[Records excerpted from a collection]
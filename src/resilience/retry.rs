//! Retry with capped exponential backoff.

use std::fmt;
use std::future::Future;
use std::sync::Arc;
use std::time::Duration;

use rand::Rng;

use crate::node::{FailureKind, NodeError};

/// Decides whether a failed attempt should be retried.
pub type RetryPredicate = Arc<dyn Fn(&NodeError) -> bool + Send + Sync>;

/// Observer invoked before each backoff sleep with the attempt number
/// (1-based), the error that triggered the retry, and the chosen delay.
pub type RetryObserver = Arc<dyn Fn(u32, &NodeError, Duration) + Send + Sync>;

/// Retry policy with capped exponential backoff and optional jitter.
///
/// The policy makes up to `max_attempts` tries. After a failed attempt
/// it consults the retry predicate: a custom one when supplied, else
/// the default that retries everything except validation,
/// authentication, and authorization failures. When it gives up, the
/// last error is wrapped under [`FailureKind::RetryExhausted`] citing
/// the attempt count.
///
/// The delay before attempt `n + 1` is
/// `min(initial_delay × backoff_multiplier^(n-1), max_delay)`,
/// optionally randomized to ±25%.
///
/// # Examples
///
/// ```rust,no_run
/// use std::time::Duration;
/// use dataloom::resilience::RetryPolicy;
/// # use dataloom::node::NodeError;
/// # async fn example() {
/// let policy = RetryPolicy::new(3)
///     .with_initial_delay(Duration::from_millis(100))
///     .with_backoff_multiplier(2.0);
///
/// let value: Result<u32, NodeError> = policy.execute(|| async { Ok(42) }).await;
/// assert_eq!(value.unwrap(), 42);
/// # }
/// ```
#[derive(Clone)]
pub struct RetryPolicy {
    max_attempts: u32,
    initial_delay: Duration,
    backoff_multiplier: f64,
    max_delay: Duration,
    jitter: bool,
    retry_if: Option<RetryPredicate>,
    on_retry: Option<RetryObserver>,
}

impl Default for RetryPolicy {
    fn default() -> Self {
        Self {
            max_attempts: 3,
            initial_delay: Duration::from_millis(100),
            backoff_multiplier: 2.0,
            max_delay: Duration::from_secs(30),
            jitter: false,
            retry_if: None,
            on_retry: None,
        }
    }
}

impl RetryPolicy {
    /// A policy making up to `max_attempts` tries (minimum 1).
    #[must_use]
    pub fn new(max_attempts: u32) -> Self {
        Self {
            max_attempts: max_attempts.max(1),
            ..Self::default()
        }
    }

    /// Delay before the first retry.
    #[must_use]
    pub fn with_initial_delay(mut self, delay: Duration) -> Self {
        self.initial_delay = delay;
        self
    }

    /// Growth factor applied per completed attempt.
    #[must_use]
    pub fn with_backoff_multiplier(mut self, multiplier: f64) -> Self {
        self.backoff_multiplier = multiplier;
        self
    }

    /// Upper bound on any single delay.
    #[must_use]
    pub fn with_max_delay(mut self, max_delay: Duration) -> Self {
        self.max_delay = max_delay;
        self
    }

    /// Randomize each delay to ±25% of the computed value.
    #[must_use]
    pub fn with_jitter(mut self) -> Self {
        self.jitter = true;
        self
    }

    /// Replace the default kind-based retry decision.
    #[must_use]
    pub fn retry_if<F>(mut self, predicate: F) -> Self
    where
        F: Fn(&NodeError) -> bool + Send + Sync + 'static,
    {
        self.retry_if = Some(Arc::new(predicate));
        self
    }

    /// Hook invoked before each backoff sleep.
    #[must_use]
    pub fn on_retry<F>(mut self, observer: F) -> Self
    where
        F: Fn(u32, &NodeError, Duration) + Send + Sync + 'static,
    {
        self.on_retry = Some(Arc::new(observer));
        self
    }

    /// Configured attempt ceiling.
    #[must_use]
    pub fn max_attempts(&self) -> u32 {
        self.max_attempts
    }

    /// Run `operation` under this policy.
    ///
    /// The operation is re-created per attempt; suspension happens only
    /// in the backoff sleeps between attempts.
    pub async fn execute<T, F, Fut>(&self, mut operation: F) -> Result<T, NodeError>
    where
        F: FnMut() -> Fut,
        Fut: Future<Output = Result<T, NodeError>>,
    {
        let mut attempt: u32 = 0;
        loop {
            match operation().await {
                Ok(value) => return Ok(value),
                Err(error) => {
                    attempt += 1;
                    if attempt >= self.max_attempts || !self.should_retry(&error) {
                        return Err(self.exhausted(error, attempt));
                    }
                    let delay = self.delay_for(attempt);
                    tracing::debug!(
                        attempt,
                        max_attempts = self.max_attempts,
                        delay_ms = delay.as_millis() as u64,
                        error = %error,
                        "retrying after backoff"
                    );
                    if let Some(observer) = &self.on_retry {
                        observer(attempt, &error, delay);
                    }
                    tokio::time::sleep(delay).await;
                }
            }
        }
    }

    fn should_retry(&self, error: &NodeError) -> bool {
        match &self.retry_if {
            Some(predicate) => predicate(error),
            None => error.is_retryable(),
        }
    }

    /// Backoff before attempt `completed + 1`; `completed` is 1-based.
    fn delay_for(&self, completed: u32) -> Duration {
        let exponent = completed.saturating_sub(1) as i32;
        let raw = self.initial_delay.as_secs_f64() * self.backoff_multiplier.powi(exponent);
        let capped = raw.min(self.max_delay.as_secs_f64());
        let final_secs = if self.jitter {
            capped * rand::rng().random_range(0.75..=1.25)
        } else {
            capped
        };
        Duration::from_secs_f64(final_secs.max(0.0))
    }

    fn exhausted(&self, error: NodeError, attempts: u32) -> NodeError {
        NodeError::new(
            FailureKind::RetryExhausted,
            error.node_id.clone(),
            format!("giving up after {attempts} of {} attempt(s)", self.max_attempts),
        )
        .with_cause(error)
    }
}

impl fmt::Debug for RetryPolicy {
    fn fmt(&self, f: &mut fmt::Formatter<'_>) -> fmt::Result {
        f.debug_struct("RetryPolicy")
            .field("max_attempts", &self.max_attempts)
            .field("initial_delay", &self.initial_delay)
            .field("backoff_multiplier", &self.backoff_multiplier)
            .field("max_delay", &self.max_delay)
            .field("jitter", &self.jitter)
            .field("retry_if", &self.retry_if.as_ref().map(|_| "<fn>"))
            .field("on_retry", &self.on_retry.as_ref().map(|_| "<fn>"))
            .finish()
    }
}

---

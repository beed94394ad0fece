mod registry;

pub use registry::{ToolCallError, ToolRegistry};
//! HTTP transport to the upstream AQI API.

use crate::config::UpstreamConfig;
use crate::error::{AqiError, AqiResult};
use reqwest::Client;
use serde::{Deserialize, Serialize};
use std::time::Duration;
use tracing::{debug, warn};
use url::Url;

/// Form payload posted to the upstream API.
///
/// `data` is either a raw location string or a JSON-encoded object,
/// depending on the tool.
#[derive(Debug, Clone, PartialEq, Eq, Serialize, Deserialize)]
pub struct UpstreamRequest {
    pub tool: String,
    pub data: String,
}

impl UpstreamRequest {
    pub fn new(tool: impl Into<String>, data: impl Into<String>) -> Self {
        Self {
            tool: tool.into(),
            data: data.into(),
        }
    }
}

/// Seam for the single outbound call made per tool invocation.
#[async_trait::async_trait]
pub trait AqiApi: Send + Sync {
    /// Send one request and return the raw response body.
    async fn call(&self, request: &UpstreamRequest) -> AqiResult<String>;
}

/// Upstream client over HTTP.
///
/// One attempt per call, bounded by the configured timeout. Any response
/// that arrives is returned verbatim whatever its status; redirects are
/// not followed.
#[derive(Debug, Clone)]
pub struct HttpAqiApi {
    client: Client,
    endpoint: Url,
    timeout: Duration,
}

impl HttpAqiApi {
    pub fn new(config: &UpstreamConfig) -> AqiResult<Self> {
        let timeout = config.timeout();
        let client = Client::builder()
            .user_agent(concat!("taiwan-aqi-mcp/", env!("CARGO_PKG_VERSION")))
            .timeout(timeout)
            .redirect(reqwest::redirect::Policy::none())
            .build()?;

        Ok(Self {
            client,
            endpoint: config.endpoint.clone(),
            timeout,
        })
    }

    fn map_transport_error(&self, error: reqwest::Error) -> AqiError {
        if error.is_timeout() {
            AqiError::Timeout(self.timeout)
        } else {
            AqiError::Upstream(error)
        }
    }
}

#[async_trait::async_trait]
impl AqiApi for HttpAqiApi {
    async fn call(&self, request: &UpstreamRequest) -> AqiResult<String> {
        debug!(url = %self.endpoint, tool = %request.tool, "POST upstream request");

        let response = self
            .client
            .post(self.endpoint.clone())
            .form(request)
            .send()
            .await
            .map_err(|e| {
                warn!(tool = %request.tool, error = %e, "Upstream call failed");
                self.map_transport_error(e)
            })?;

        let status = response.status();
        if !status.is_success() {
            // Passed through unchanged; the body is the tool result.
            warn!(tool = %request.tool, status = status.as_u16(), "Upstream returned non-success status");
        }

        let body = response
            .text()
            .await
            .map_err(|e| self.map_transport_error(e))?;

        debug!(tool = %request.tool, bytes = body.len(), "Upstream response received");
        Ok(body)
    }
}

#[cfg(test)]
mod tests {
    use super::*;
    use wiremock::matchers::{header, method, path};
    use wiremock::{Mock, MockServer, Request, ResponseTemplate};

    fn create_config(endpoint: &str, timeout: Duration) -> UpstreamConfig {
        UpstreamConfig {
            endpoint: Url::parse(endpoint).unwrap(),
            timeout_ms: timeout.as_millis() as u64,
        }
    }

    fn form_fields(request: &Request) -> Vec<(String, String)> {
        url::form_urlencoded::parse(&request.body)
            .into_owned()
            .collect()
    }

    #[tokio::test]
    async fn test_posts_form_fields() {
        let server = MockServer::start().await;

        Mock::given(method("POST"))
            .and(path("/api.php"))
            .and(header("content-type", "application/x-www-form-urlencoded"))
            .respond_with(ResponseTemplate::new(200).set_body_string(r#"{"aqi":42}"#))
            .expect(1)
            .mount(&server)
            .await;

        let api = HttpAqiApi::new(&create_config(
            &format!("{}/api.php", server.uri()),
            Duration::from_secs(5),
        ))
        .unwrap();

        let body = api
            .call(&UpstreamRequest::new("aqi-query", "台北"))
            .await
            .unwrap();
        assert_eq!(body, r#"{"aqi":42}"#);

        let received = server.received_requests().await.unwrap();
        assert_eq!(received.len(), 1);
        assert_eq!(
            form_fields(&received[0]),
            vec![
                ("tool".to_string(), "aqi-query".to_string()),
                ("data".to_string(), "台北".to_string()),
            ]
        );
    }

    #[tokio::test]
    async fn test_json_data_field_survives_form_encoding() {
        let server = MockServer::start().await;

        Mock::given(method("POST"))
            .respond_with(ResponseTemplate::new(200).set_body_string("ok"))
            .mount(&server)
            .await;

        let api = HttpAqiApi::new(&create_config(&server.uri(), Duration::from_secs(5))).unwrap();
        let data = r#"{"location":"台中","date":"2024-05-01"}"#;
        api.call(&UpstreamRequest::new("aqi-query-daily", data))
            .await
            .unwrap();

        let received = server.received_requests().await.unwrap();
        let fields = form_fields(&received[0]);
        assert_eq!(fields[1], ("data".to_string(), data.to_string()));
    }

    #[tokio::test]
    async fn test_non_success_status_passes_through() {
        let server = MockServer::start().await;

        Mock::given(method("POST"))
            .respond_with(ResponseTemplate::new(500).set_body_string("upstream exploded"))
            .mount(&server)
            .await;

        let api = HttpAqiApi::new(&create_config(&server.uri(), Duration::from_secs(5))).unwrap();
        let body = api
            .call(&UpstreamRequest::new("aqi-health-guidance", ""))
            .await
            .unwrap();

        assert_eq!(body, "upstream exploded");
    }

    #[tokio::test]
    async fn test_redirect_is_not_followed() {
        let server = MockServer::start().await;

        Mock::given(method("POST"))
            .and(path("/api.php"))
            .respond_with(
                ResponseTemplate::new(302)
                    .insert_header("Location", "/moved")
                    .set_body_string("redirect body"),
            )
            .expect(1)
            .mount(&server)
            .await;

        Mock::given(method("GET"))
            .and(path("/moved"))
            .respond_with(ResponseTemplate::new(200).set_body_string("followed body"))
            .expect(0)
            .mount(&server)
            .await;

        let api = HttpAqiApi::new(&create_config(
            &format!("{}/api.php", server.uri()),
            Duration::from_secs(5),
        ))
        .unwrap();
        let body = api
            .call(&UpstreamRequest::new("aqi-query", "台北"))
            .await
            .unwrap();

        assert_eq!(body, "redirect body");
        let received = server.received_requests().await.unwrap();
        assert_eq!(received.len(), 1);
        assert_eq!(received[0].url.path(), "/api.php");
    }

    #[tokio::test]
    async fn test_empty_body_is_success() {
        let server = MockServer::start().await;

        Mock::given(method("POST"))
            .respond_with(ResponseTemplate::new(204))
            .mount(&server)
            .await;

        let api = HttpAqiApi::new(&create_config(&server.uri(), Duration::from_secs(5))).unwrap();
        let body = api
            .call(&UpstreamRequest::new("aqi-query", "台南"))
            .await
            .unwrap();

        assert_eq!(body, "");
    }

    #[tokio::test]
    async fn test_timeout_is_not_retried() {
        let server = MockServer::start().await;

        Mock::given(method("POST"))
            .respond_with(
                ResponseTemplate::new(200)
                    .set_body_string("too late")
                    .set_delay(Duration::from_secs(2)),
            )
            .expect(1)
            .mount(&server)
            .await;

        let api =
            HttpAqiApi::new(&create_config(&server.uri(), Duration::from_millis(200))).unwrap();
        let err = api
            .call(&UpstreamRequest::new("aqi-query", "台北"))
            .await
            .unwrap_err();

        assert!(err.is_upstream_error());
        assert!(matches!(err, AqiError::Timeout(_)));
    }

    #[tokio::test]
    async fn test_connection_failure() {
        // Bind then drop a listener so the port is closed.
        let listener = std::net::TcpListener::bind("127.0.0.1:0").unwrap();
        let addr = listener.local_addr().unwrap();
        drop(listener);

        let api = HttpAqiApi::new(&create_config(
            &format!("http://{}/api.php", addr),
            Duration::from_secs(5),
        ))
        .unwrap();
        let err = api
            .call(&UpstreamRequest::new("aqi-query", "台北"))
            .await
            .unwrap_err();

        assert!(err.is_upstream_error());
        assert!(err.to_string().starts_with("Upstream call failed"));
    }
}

...

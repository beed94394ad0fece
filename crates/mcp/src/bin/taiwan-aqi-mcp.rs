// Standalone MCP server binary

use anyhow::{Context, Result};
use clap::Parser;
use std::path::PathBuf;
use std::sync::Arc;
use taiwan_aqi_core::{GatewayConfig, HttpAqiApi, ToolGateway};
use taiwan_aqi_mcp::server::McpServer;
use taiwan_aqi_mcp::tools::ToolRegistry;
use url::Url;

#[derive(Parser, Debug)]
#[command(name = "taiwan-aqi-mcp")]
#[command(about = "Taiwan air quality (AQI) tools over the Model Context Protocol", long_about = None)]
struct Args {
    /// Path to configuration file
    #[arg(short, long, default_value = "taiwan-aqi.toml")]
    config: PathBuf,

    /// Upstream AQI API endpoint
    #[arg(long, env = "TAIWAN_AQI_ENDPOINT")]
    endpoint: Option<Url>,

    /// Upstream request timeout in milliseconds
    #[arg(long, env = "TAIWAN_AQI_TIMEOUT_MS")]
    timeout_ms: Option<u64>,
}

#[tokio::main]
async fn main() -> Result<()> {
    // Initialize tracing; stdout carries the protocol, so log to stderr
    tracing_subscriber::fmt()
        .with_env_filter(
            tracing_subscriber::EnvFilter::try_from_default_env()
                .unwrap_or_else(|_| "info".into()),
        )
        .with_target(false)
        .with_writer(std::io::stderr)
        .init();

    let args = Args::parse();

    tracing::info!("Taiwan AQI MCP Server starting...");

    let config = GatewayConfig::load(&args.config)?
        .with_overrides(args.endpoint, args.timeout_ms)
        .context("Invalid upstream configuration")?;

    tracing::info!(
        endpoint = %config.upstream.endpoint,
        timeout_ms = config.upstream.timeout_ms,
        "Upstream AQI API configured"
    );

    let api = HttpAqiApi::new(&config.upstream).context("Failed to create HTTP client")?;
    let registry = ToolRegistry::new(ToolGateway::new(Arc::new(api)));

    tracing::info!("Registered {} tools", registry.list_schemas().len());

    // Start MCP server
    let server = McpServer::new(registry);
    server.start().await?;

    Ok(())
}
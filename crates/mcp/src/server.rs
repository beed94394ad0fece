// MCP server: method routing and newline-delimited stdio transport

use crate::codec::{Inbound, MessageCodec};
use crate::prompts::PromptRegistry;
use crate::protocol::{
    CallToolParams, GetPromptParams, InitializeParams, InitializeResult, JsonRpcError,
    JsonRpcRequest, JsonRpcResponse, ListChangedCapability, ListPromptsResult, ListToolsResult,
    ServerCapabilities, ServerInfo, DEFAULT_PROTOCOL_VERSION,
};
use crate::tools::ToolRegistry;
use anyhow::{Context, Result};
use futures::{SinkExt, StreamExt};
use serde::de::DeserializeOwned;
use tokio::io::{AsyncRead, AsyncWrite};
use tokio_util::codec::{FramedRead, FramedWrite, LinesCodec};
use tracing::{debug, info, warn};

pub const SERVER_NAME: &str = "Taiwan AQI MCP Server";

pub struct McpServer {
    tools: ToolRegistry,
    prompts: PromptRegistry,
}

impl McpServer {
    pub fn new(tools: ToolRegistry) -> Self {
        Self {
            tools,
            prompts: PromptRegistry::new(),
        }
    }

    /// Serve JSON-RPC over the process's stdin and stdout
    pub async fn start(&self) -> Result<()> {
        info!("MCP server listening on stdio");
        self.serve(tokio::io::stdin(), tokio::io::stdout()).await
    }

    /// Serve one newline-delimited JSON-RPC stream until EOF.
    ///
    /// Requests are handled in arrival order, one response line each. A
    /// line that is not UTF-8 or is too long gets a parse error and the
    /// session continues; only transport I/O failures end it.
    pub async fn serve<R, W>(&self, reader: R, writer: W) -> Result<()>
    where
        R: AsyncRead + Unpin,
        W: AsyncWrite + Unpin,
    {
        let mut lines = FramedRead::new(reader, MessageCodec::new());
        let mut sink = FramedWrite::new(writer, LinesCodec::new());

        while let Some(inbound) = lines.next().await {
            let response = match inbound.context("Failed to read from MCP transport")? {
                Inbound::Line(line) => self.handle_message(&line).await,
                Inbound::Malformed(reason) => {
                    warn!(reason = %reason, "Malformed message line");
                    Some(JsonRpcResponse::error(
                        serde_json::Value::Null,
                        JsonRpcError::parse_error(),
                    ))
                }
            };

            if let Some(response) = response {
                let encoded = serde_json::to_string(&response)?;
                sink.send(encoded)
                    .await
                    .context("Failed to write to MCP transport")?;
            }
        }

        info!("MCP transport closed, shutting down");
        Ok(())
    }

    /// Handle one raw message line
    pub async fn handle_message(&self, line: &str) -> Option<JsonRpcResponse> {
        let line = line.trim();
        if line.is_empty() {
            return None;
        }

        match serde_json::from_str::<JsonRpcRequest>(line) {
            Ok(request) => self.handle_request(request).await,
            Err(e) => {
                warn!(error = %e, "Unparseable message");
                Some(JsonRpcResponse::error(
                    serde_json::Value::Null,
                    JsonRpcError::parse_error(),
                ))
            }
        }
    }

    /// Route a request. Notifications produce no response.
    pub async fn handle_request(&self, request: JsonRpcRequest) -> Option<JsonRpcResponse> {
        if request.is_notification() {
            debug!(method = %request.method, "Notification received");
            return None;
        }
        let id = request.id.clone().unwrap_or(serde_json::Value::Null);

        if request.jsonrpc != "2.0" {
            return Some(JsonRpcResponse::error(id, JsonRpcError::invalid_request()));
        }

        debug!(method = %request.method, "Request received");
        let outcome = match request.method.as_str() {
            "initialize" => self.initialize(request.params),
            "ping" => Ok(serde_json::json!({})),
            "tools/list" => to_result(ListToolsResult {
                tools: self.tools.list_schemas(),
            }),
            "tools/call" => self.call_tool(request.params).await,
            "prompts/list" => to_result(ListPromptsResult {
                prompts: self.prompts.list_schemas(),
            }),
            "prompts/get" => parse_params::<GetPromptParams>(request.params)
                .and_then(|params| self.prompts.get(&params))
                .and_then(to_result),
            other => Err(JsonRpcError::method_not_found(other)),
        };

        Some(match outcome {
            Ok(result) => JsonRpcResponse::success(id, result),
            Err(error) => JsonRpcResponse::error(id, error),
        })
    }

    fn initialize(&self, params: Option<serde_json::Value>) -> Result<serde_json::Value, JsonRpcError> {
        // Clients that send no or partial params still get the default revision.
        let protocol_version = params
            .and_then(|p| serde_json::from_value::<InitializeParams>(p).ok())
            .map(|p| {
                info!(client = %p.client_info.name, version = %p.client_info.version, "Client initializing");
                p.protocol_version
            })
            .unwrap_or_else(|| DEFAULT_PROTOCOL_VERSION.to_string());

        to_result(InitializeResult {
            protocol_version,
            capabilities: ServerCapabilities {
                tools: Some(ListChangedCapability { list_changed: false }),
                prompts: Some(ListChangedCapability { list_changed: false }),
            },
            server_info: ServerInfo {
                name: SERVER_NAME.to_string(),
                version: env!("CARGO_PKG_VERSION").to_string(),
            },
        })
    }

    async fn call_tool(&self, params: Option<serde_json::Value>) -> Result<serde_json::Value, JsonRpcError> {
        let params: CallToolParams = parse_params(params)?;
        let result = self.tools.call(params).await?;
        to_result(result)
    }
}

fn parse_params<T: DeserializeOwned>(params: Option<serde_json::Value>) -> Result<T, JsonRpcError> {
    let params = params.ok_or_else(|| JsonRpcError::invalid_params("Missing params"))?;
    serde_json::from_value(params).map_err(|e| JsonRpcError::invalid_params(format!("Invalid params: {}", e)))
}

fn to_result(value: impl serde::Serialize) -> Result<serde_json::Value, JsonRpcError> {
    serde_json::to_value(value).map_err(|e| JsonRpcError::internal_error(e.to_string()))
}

Task » Copy each line of the records above that carries the word "reason".

Problem solution »
                Inbound::Malformed(reason) => {
                    warn!(reason = %reason, "Malformed message line");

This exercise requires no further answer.